In SURF [1], local keypoint detection starts by getting the Hessian matrix at different scales. Interest points are defined as local extrema in the 3D neighborhoods of the determinant of the Hessian matrix:

$$\begin{aligned} \text {det}(H) \approx \frac{\partial ^2 I}{\partial x^2}~\frac{\partial I^2}{\partial y^2} - \Big (\omega \frac{\partial I}{\partial xy}\Big )^2, \end{aligned}$$
(2)

being \(\frac{\partial I}{\partial .}\) the image derivative with respect to a direction and \(\omega \) a weight. To ensure invariance to rotation, authors maximized the energy of the Haar wavelet responses in horizontal and vertical directions at every point in a circular neighborhood.

In the description of each keypoint, a circular window with a radius proportional to scale is analyzed, and the responses to two orthogonal Haar wavelets are considered. For each region, four values are obtained: \(\sum \frac{\partial I}{\partial x}\), \(\sum \frac{\partial I}{\partial y}\), \(\sum |\frac{\partial I}{\partial x}|\) and \(\sum |\frac{\partial I}{\partial y}|\), and their concatenation yields the descriptor vector. In our experiments, matching between feature vectors was done according to the \(\ell ^2\) norm. Similarly to the SIFT, a match was considered genuine only if the proportion between the top two nearest neighbors is below a threshold.

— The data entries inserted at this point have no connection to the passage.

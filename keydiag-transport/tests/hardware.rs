//! Hardware smoke tests.
//!
//! These need a physical security key attached, so they are ignored by
//! default. Run with: cargo test -- --ignored
//!
//! The key is a shared resource; everything here is serialized.

use serial_test::serial;

use keydiag_transport::{
    HidFidoBackend, HidOtpBackend, ManagementSession, OtpSession, PcscBackend, device_name,
};

#[test]
#[ignore] // Requires an attached security key
#[serial]
fn test_enumerate_all_transports() {
    let readers = PcscBackend::new().list_readers().unwrap();
    println!("PC/SC readers: {readers:?}");

    for handle in HidOtpBackend::new().list_devices().unwrap() {
        println!("OTP: {handle}");
    }
    for handle in HidFidoBackend::new().list_devices().unwrap() {
        println!("FIDO: {handle}");
    }
}

#[test]
#[ignore] // Requires an attached security key
#[serial]
fn test_fido_init_handshake() {
    let backend = HidFidoBackend::new();
    let devices = backend.list_devices().unwrap();
    if devices.is_empty() {
        println!("No FIDO devices found, skipping test");
        return;
    }

    let conn = backend.open(&devices[0]).unwrap();
    println!(
        "device version {}, protocol {}, capabilities {:#04x}",
        conn.device_version(),
        conn.protocol_version(),
        conn.capabilities()
    );
    assert!(conn.protocol_version() >= 1);
}

#[test]
#[ignore] // Requires an attached security key
#[serial]
fn test_smartcard_device_info() {
    let backend = PcscBackend::new();
    let devices = backend.list_devices().unwrap();
    if devices.is_empty() {
        println!("No smartcard devices found, skipping test");
        return;
    }

    let mut conn = backend.open(&devices[0]).unwrap();
    let mut mgmt = ManagementSession::new(&mut conn).unwrap();
    let raw = mgmt.read_raw_config().unwrap();
    assert!(!raw.is_empty());

    let info = mgmt.read_device_info().unwrap();
    println!("{} ({info})", device_name(&info, devices[0].family()));
}

#[test]
#[ignore] // Requires an attached security key
#[serial]
fn test_otp_status() {
    let backend = HidOtpBackend::new();
    let devices = backend.list_devices().unwrap();
    if devices.is_empty() {
        println!("No OTP devices found, skipping test");
        return;
    }

    let mut conn = backend.open(&devices[0]).unwrap();
    let state = OtpSession::new(&mut conn).read_state().unwrap();
    println!("{state}");
}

2.3 Keypoint description: BRIEF

Calonder et al. [2] considered that binary strings are efficient feature point descriptors. For each image pixel, a square region \(\varOmega \) of size \(s\) was analyzed and a binary test defined: \(\tau (\Sigma ,\mathbf{x}_1,\mathbf{x}_2)=1\) if \(p(\mathbf{x}_1)<p(\mathbf{x}_2)\); otherwise, \(\tau (\Omega ,\mathbf{x}_1,\mathbf{x}_2)=0\), where \(\mathbf{x}_.\) denotes an image location in \(\varOmega \) and \(p(\mathbf{x})\) denotes the probability (pdf) of observing intensity values equal to \(I(\mathbf{x})\) inside \(\varOmega \). By choosing a set of (\(\mathbf{x}_1,\mathbf{x}_2\)) locations (size \(t\)), the descriptor of the patch is given by the bit-string:

$$\begin{aligned} f(p)=\sum _{i=1}^{t} 2^{i-1} \tau (\Omega ,\mathbf{x}_1,\mathbf{x}_2). \end{aligned}$$
(3)

Different strategies were considered to obtain the spatial arrangements of the binary tests in\(\varOmega \), concluding that performance is optimized when \((X,Y)\) are independent and identically distributed random variables that follow a Gaussian distribution centered at 0 with variance of \(s^2/25\). Finally, descriptors were matched according to the \(\ell ^1\) norm.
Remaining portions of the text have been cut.